Besides sickness from wearing these headsets, isn't another downside that the games looks like ten year old mobile games?
I can understand that seeing the gameplay with own eyes are pretty cool, but the graphics are far from modern standards.
Not everyone gets motion sickness, that's more of a human issue than a hardware issue. Think about it this way: people get seasick all the time yet we don't blame boats for it.
As for the graphics, Nvidia made an estimation that VR requires seven times more computational power than flat gaming, that's why you see the graphics can't be as complex, especially on PS4 as that machine is starved for power as it is. VR games looking like 10 year old mobile games is quite the exaggeration, PS3 era is more accurate.

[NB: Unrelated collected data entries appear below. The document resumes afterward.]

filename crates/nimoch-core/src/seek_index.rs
//! Byte-offset seek index: `(pts, byte_pos)` pairs sorted by PTS, used to
//! perform exact-byte seeks when PTS-based seeking is imprecise.

#[derive(Debug, Clone, Copy, PartialEq, Eq)]
pub struct SeekIndexEntry {
    pub pts: i64,
    pub byte_pos: i64,
}

#[derive(Debug, Default, Clone)]
pub struct SeekIndex {
    entries: Vec<SeekIndexEntry>,
}

impl SeekIndex {
    /// Build from demuxer-order `(pts, byte_pos)` pairs, sorting by PTS.
    ///
    /// The underlying demuxer does not guarantee PTS order for B-frame
    /// streams; this index must be queryable by PTS, so it sorts on build.
    pub fn build(mut entries: Vec<SeekIndexEntry>) -> Self {
        entries.sort_by_key(|e| e.pts);
        Self { entries }
    }

    pub fn len(&self) -> usize {
        self.entries.len()
    }

    pub fn is_empty(&self) -> bool {
        self.entries.is_empty()
    }

    pub fn entries(&self) -> &[SeekIndexEntry] {
        &self.entries
    }

    pub fn find_exact(&self, pts: i64) -> Option<SeekIndexEntry> {
        self.entries
            .binary_search_by_key(&pts, |e| e.pts)
            .ok()
            .map(|i| self.entries[i])
    }

    /// Largest PTS <= target; if target precedes all entries, return the
    /// first entry.
    pub fn nearest_earlier(&self, pts: i64) -> Option<SeekIndexEntry> {
        if self.entries.is_empty() {
            return None;
        }
        match self.entries.binary_search_by_key(&pts, |e| e.pts) {
            Ok(i) => Some(self.entries[i]),
            Err(0) => Some(self.entries[0]),
            Err(i) => Some(self.entries[i - 1]),
        }
    }
}

#[cfg(test)]
mod tests {
    use super::*;

    fn entry(pts: i64, pos: i64) -> SeekIndexEntry {
        SeekIndexEntry { pts, byte_pos: pos }
    }

    #[test]
    fn build_sorts_by_pts_even_from_b_frame_order() {
        let idx = SeekIndex::build(vec![entry(300, 30), entry(100, 10), entry(200, 20)]);
        let ptss: Vec<i64> = idx.entries().iter().map(|e| e.pts).collect();
        assert_eq!(ptss, vec![100, 200, 300]);
    }

    #[test]
    fn find_exact_matches() {
        let idx = SeekIndex::build(vec![entry(100, 10), entry(200, 20)]);
        assert_eq!(idx.find_exact(200), Some(entry(200, 20)));
        assert_eq!(idx.find_exact(150), None);
    }

    #[test]
    fn nearest_earlier_contract() {
        let idx = SeekIndex::build(vec![entry(100, 10), entry(200, 20), entry(300, 30)]);
        let got = idx.nearest_earlier(250).unwrap();
        assert!(got.pts <= 250);
        assert!(!idx.entries().iter().any(|e| e.pts > got.pts && e.pts <= 250));
    }

    #[test]
    fn nearest_earlier_before_all_returns_first() {
        let idx = SeekIndex::build(vec![entry(100, 10), entry(200, 20)]);
        assert_eq!(idx.nearest_earlier(0), Some(entry(100, 10)));
    }

    #[test]
    fn nearest_earlier_on_exact_match() {
        let idx = SeekIndex::build(vec![entry(100, 10), entry(200, 20)]);
        assert_eq!(idx.nearest_earlier(200), Some(entry(200, 20)));
    }
}
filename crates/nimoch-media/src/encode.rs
//! The eight-variant (scale × codec) encode pipeline from `spec.md` §4.5.
//! Variants 0-3 (RGB24/PNG) are encoded with the `png` crate directly,
//! matching `decode.rs::emit_frame`'s existing PNG path. Variants 4-7
//! (YUVJ420P/MJPEG) go through a standalone `ffmpeg-the-third` encoder
//! context with no muxer, one packet per request.

use anyhow::{anyhow, Result};
use ffmpeg_the_third as ffmpeg;
use ffmpeg::codec::{self, Id as CodecId};
use ffmpeg::encoder;
use ffmpeg::format::Pixel;
use ffmpeg::software::scaling::{context::Context as SwsContext, flag::Flags};
use ffmpeg::util::frame::video::Video;
use ffmpeg::Packet;

use crate::demux::StreamDescriptor;

pub const VARIANT_COUNT: usize = 8;

#[derive(Debug, Clone, Copy, PartialEq, Eq)]
enum VariantFormat {
    Png,
    Mjpeg,
}

#[derive(Debug, Clone, Copy)]
struct VariantSpec {
    width: u32,
    height: u32,
    format: VariantFormat,
}

fn variant_specs(d: &StreamDescriptor) -> [VariantSpec; VARIANT_COUNT] {
    let w = d.width;
    let h = d.height;
    let w_half = w / 2;
    let h_half = h / 2;
    // `StreamDescriptor::sar_num/sar_den` are the raw, possibly-unspecified
    // (`0:1`) container values — clamp to 1:1 here so an unset SAR doesn't
    // collapse these variants to zero width.
    let sar_num = d.sar_num.max(1) as u32;
    let sar_den = d.sar_den.max(1) as u32;
    // Integer division, matching `serve.c`'s exact arithmetic — not rounded.
    let w_sar = w * sar_num / sar_den;
    let w_sar_half = w * sar_num / (2 * sar_den);

    [
        VariantSpec { width: w, height: h, format: VariantFormat::Png },
        VariantSpec { width: w_half, height: h_half, format: VariantFormat::Png },
        VariantSpec { width: w_sar, height: h, format: VariantFormat::Png },
        VariantSpec { width: w_sar_half, height: h_half, format: VariantFormat::Png },
        VariantSpec { width: w, height: h, format: VariantFormat::Mjpeg },
        VariantSpec { width: w_half, height: h_half, format: VariantFormat::Mjpeg },
        VariantSpec { width: w_sar, height: h, format: VariantFormat::Mjpeg },
        VariantSpec { width: w_sar_half, height: h_half, format: VariantFormat::Mjpeg },
    ]
}

/// Everything needed to encode a single variant on demand.
struct Variant {
    spec: VariantSpec,
    scaler: SwsContext,
    mjpeg: Option<ffmpeg::encoder::video::Video>,
}

pub struct EncodePipeline {
    variants: Vec<Variant>,
}

impl EncodePipeline {
    /// Allocate all eight scale contexts (and the four MJPEG encoder
    /// contexts) up front, per `spec.md` §4.5 ("at startup, allocate eight
    /// scale contexts and eight encoder contexts").
    pub fn open(descriptor: &StreamDescriptor) -> Result<Self> {
        let specs = variant_specs(descriptor);
        let mut variants = Vec::with_capacity(VARIANT_COUNT);

        for spec in specs {
            if spec.width == 0 || spec.height == 0 {
                return Err(anyhow!("variant dimensions collapsed to zero"));
            }
            let out_format = match spec.format {
                VariantFormat::Png => Pixel::RGB24,
                VariantFormat::Mjpeg => Pixel::YUVJ420P,
            };
            let scaler = SwsContext::get(
                Pixel::YUV420P,
                descriptor.width,
                descriptor.height,
                out_format,
                spec.width,
                spec.height,
                Flags::BILINEAR,
            )?;

            let mjpeg = match spec.format {
                VariantFormat::Png => None,
                VariantFormat::Mjpeg => Some(open_mjpeg_encoder(spec.width, spec.height)?),
            };

            variants.push(Variant { spec, scaler, mjpeg });
        }

        Ok(Self { variants })
    }

    /// Scale `decoded` into variant `k`'s format and encode it, returning
    /// the encoded bytes. Callers are responsible for caching the result
    /// into `FrameRecord.encoded[k]` — this pipeline never caches.
    pub fn encode(&mut self, decoded: &Video, variant: usize) -> Result<Vec<u8>> {
        let v = self
            .variants
            .get_mut(variant)
            .ok_or_else(|| anyhow!("variant index {variant} out of range"))?;

        let mut out = Video::empty();
        v.scaler.run(decoded, &mut out)?;

        match v.spec.format {
            VariantFormat::Png => encode_png(&out, v.spec.width, v.spec.height),
            VariantFormat::Mjpeg => encode_mjpeg(v.mjpeg.as_mut().expect("mjpeg encoder present"), &mut out),
        }
    }
}

#[cfg(test)]
mod tests {
    use super::*;

    fn descriptor(width: u32, height: u32, sar_num: i32, sar_den: i32) -> StreamDescriptor {
        StreamDescriptor {
            index: 0,
            codec_id: CodecId::H264,
            width,
            height,
            sar_num,
            sar_den,
            fps_num: 25,
            fps_den: 1,
            time_base_num: 1,
            time_base_den: 25,
            start_time: 0,
            duration: 0,
        }
    }

    #[test]
    fn square_pixels_leave_sar_variants_unscaled() {
        let specs = variant_specs(&descriptor(1920, 1080, 1, 1));
        assert_eq!((specs[2].width, specs[2].height), (1920, 1080));
        assert_eq!((specs[3].width, specs[3].height), (960, 540));
    }

    #[test]
    fn anamorphic_sar_widens_the_sar_variants_only() {
        // 4:3 anamorphic in a 16:9 frame: sar = 16/9 / (4/3) roughly, use 4/3 directly.
        let specs = variant_specs(&descriptor(720, 576, 16, 15));
        assert_eq!(specs[0].width, 720); // full, unscaled
        assert_eq!(specs[2].width, 720 * 16 / 15); // sar-corrected, integer division
        assert_eq!(specs[6].width, specs[2].width); // mjpeg variant mirrors the png one
    }

    #[test]
    fn unspecified_sar_falls_back_to_square_pixels() {
        // `0:1` is how an unset SAR arrives from the container.
        let specs = variant_specs(&descriptor(1920, 1080, 0, 1));
        assert_eq!(specs[2].width, 1920);
        assert_eq!(specs[3].width, 960);
    }

    #[test]
    fn half_scale_variants_use_integer_division() {
        let specs = variant_specs(&descriptor(1921, 1081, 1, 1));
        assert_eq!((specs[1].width, specs[1].height), (960, 540));
    }

    #[test]
    fn variant_formats_alternate_png_then_mjpeg() {
        let specs = variant_specs(&descriptor(640, 480, 1, 1));
        for v in &specs[0..4] {
            assert_eq!(v.format, VariantFormat::Png);
        }
        for v in &specs[4..8] {
            assert_eq!(v.format, VariantFormat::Mjpeg);
        }
    }
}

fn open_mjpeg_encoder(width: u32, height: u32) -> Result<ffmpeg::encoder::video::Video> {
    let mjpeg = encoder::find(CodecId::MJPEG).ok_or_else(|| anyhow!("MJPEG encoder not found"))?;
    let enc_ctx = codec::context::Context::new_with_codec(mjpeg);
    let mut enc = enc_ctx.encoder().video()?;
    enc.set_width(width);
    enc.set_height(height);
    enc.set_format(Pixel::YUVJ420P);
    enc.set_time_base(ffmpeg::util::rational::Rational::new(1, 25));
    let opened = enc.open_as(mjpeg)?;
    Ok(opened)
}

fn encode_mjpeg(encoder: &mut ffmpeg::encoder::video::Video, frame: &mut Video) -> Result<Vec<u8>> {
    frame.set_pts(Some(0));
    encoder
        .send_frame(&*frame)
        .map_err(|e| anyhow!("send frame to MJPEG encoder: {e}"))?;
    let mut packet = Packet::empty();
    encoder
        .receive_packet(&mut packet)
        .map_err(|e| anyhow!("receive MJPEG packet: {e}"))?;
    Ok(packet.data().unwrap_or(&[]).to_vec())
}

/// PNG-encode an RGB24 frame, matching `decode.rs::emit_frame`'s
/// stride-aware row extraction exactly.
fn encode_png(frame: &Video, width: u32, height: u32) -> Result<Vec<u8>> {
    let stride = frame.stride(0);
    let raw = frame.data(0);
    let row_bytes = width as usize * 3;

    let mut out = Vec::new();
    {
        let mut encoder = png::Encoder::new(&mut out, width, height);
        encoder.set_color(png::ColorType::Rgb);
        encoder.set_depth(png::BitDepth::Eight);
        let mut writer = encoder.write_header()?;
        let rows: Vec<&[u8]> = (0..height as usize)
            .map(|row| &raw[row * stride..row * stride + row_bytes])
            .collect();
        writer.write_image_data(&rows.concat())?;
    }
    Ok(out)
}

Keep in mind that when you're wearing a headset it's not like you're looking at a 3D screen glued to your eyes, you're actually looking like in real life, surrounded by the world, with objects true to the scale relative to your size. Buildings are huge, monsters are intimidating, getting near walls is as real as it gets, and you can naturally peek over them like IRL. Depth perception is also true to life so judging distances is very natural.

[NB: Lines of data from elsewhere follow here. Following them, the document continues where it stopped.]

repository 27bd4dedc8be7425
use serde_json::Value;

pub type Result<T> = std::result::Result<T, Error>;

#[derive(Debug, thiserror::Error)]
pub enum Error {
    /// Non-success response from the Jira API.
    #[error("Jira API error ({status}): {message}")]
    Api {
        status: u16,
        message: String,
        /// Raw error body, kept for diagnostics.
        body: String,
    },

    #[error("issue {key} not found")]
    IssueNotFound { key: String },

    #[error("request failed: {0}")]
    Http(#[from] reqwest::Error),

    #[error("config error: {0}")]
    Config(String),
}

impl Error {
    /// Build an `Api` error from a non-2xx response body.
    ///
    /// The message is assembled best-effort from Jira's error payload,
    /// checking `errorMessages`, then `message`, then `errorMessage`. An
    /// unparseable body falls back to the HTTP status's canonical reason.
    pub(crate) fn from_response(status: reqwest::StatusCode, body: String) -> Self {
        let message = parse_error_message(&body).unwrap_or_else(|| {
            status
                .canonical_reason()
                .unwrap_or("unknown error")
                .to_string()
        });
        Error::Api {
            status: status.as_u16(),
            message,
            body,
        }
    }
}

fn parse_error_message(body: &str) -> Option<String> {
    let value: Value = match serde_json::from_str(body) {
        Ok(v) => v,
        Err(err) => {
            tracing::warn!(%err, "unparseable Jira error body");
            return None;
        }
    };

    if let Some(messages) = value.get("errorMessages").and_then(Value::as_array) {
        let joined: Vec<&str> = messages.iter().filter_map(Value::as_str).collect();
        if !joined.is_empty() {
            return Some(joined.join("; "));
        }
    }
    if let Some(message) = value.get("message").and_then(Value::as_str) {
        return Some(message.to_string());
    }
    value
        .get("errorMessage")
        .and_then(Value::as_str)
        .map(String::from)
}
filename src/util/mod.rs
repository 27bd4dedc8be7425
pub mod adf;
pub mod issue;
pub mod raw;
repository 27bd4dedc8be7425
//! Jira client adapter.
//!
//! Talks to Jira Cloud or Server/Data Center, fetches issues, comments, and
//! attachments, and flattens the verbose native representation into
//! [`model::issue::NormalizedIssue`] records with cross-issue mentions
//! extracted from ADF content.

pub mod config;
pub mod error;
pub mod fetch;
pub mod model;
pub mod normalize;
pub mod providers;
pub mod util;

pub use config::{load_config, JiraConfig, JiraVariant};
pub use error::{Error, Result};
pub use fetch::{fetch_issue, fetch_issues};
pub use model::issue::{
    IssueRef, Mention, MentionKind, MentionSource, NormalizedComment, NormalizedIssue,
};
pub use normalize::{attach_comments, normalize_issue};
pub use providers::jira::JiraClient;
pub use providers::IssueTracker;
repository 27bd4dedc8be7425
//! Deserialization targets for raw Jira payloads.
//!
//! Only the fields the normalizer consumes are modeled; everything else in
//! an issue's `fields` object lands in the flattened `custom` map so the
//! configured epic-link custom field can be looked up by id.

use serde::Deserialize;
use serde_json::Value;

#[derive(Debug, Clone, Deserialize)]
pub struct RawIssue {
    pub id: String,
    pub key: String,
    pub fields: RawFields,
}

#[derive(Debug, Clone, Default, Deserialize)]
pub struct RawFields {
    pub summary: Option<String>,
    /// ADF document on Cloud, plain string on Server.
    pub description: Option<Value>,
    pub status: Option<StatusField>,
    pub created: Option<String>,
    pub updated: Option<String>,
    #[serde(default)]
    pub issuelinks: Vec<RawIssueLink>,
    pub parent: Option<RawLinkedIssue>,
    #[serde(default)]
    pub subtasks: Vec<RawLinkedIssue>,
    #[serde(flatten)]
    pub custom: serde_json::Map<String, Value>,
}

#[derive(Debug, Clone, Deserialize)]
pub struct StatusField {
    pub name: String,
}

#[derive(Debug, Clone, Deserialize)]
pub struct RawIssueLink {
    #[serde(rename = "type")]
    pub link_type: RawLinkType,
    #[serde(rename = "inwardIssue")]
    pub inward_issue: Option<RawLinkedIssue>,
    #[serde(rename = "outwardIssue")]
    pub outward_issue: Option<RawLinkedIssue>,
}

#[derive(Debug, Clone, Default, Deserialize)]
pub struct RawLinkType {
    pub inward: Option<String>,
    pub outward: Option<String>,
}

/// Nested issue slice as it appears under `parent`, `subtasks`, and both
/// sides of an issue link.
#[derive(Debug, Clone, Deserialize)]
pub struct RawLinkedIssue {
    pub id: String,
    pub key: String,
    pub fields: Option<RawLinkedFields>,
}

#[derive(Debug, Clone, Deserialize)]
pub struct RawLinkedFields {
    pub summary: Option<String>,
}

#[derive(Debug, Clone, Deserialize)]
pub struct RawComment {
    pub id: String,
    /// ADF document on Cloud, plain string on Server.
    #[serde(default)]
    pub body: Value,
    pub author: Option<RawAuthor>,
    pub created: Option<String>,
    pub updated: Option<String>,
}

#[derive(Debug, Clone, Deserialize)]
pub struct RawAuthor {
    #[serde(rename = "displayName")]
    pub display_name: Option<String>,
}

#[derive(Debug, Clone, Deserialize)]
pub struct SearchResult {
    #[serde(default)]
    pub total: u64,
    #[serde(default)]
    pub issues: Vec<RawIssue>,
}

#[derive(Debug, Clone, Deserialize)]
pub struct CreatedIssue {
    pub id: String,
    pub key: String,
}

#[derive(Debug, Clone, Deserialize)]
pub struct Transition {
    pub id: String,
    pub name: String,
}

#[derive(Debug, Clone, Deserialize)]
pub struct Attachment {
    pub id: String,
    pub filename: String,
}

Yes the resolution is low (that's as good as it gets with the technology we have, so these are modern standards for VR) but that fades away once you feel like you're inside the game, even when you're playing games with cartoon graphics or another unrealistic graphic style the brain feels like you're actually there. And like consoles they will get better graphics and resolution with each generation, so getting those graphical jumps is again exciting as it was when we jumped from. N64 to Dreamcast, PS2 to Xbox 360, etc.